* [TASK REQUIREMENTS] Would you print every entry exactly as it appears?

* [DATA FOR ANALYSIS]
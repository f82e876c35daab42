//! Command-line interface definitions for dupescan.
//!
//! # Example
//!
//! ```bash
//! # Scan the current directory
//! dupescan
//!
//! # Scan a directory with 8 concurrent hashes and JSON output
//! dupescan -j 8 --output json ~/Downloads
//!
//! # Add an exclusion on top of the defaults
//! dupescan -e photos-backup ~/Pictures
//! ```

use std::path::PathBuf;

use clap::{Parser, ValueEnum};

use crate::config::DEFAULT_MAX_CONCURRENCY;
use crate::scanner::HashAlgorithm;

/// Find files with identical content under a directory.
///
/// Files are grouped by size first; only files that share a size are hashed.
/// Groups of identical files are printed with their content digest.
#[derive(Debug, Parser)]
#[command(name = "dupescan")]
#[command(author, version, about, long_about = None)]
pub struct Cli {
    /// Directory to scan (defaults to the current directory)
    #[arg(value_name = "PATH")]
    pub path: Option<PathBuf>,

    /// Increase verbosity level (-v info, -vv debug, -vvv trace)
    #[arg(short, long, action = clap::ArgAction::Count)]
    pub verbose: u8,

    /// Suppress all diagnostics except errors
    #[arg(short, long, conflicts_with = "verbose")]
    pub quiet: bool,

    /// Maximum number of files hashed at the same time
    #[arg(
        short = 'j',
        long,
        value_name = "N",
        env = "DUPESCAN_MAX_CONCURRENCY",
        default_value_t = DEFAULT_MAX_CONCURRENCY
    )]
    pub max_concurrency: usize,

    /// Directory name or glob to skip (can be specified multiple times)
    ///
    /// Added to the built-in list unless --no-default-excludes is given.
    #[arg(short, long, value_name = "PATTERN")]
    pub exclude: Vec<String>,

    /// Do not skip the built-in directory list (.git, node_modules, target, ...)
    #[arg(long)]
    pub no_default_excludes: bool,

    /// Content digest algorithm
    #[arg(long, value_enum, env = "DUPESCAN_ALGORITHM", default_value_t = HashAlgorithm::Blake3)]
    pub algorithm: HashAlgorithm,

    /// Confirm every hash group with a byte-by-byte comparison
    #[arg(long)]
    pub paranoid: bool,

    /// Report format
    #[arg(short, long, value_enum, default_value_t = OutputFormat::Text)]
    pub output: OutputFormat,

    /// Disable progress bars
    #[arg(long)]
    pub no_progress: bool,
}

/// Output format for scan results.
#[derive(Debug, Clone, Copy, PartialEq, Eq, Default, ValueEnum)]
pub enum OutputFormat {
    /// Human-readable report
    #[default]
    Text,
    /// JSON document for scripting
    Json,
}

impl std::fmt::Display for OutputFormat {
    fn fmt(&self, f: &mut std::fmt::Formatter<'_>) -> std::fmt::Result {
        match self {
            OutputFormat::Text => write!(f, "text"),
            OutputFormat::Json => write!(f, "json"),
        }
    }
}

* [TASK ANSWER]
repository f82e876c35daab42
//! Command-line interface definitions for dupescan.
//!
//! # Example
//!
//! ```bash
//! # Scan the current directory
//! dupescan
//!
//! # Scan a directory with 8 concurrent hashes and JSON output
//! dupescan -j 8 --output json ~/Downloads
//!
//! # Add an exclusion on top of the defaults
//! dupescan -e photos-backup ~/Pictures
//! ```

use std::path::PathBuf;

use clap::{Parser, ValueEnum};

use crate::config::DEFAULT_MAX_CONCURRENCY;
use crate::scanner::HashAlgorithm;

/// Find files with identical content under a directory.
///
/// Files are grouped by size first; only files that share a size are hashed.
/// Groups of identical files are printed with their content digest.
#[derive(Debug, Parser)]
#[command(name = "dupescan")]
#[command(author, version, about, long_about = None)]
pub struct Cli {
    /// Directory to scan (defaults to the current directory)
    #[arg(value_name = "PATH")]
    pub path: Option<PathBuf>,

    /// Increase verbosity level (-v info, -vv debug, -vvv trace)
    #[arg(short, long, action = clap::ArgAction::Count)]
    pub verbose: u8,

    /// Suppress all diagnostics except errors
    #[arg(short, long, conflicts_with = "verbose")]
    pub quiet: bool,

    /// Maximum number of files hashed at the same time
    #[arg(
        short = 'j',
        long,
        value_name = "N",
        env = "DUPESCAN_MAX_CONCURRENCY",
        default_value_t = DEFAULT_MAX_CONCURRENCY
    )]
    pub max_concurrency: usize,

    /// Directory name or glob to skip (can be specified multiple times)
    ///
    /// Added to the built-in list unless --no-default-excludes is given.
    #[arg(short, long, value_name = "PATTERN")]
    pub exclude: Vec<String>,

    /// Do not skip the built-in directory list (.git, node_modules, target, ...)
    #[arg(long)]
    pub no_default_excludes: bool,

    /// Content digest algorithm
    #[arg(long, value_enum, env = "DUPESCAN_ALGORITHM", default_value_t = HashAlgorithm::Blake3)]
    pub algorithm: HashAlgorithm,

    /// Confirm every hash group with a byte-by-byte comparison
    #[arg(long)]
    pub paranoid: bool,

    /// Report format
    #[arg(short, long, value_enum, default_value_t = OutputFormat::Text)]
    pub output: OutputFormat,

    /// Disable progress bars
    #[arg(long)]
    pub no_progress: bool,
}

/// Output format for scan results.
#[derive(Debug, Clone, Copy, PartialEq, Eq, Default, ValueEnum)]
pub enum OutputFormat {
    /// Human-readable report
    #[default]
    Text,
    /// JSON document for scripting
    Json,
}

impl std::fmt::Display for OutputFormat {
    fn fmt(&self, f: &mut std::fmt::Formatter<'_>) -> std::fmt::Result {
        match self {
            OutputFormat::Text => write!(f, "text"),
            OutputFormat::Json => write!(f, "json"),
        }
    }
}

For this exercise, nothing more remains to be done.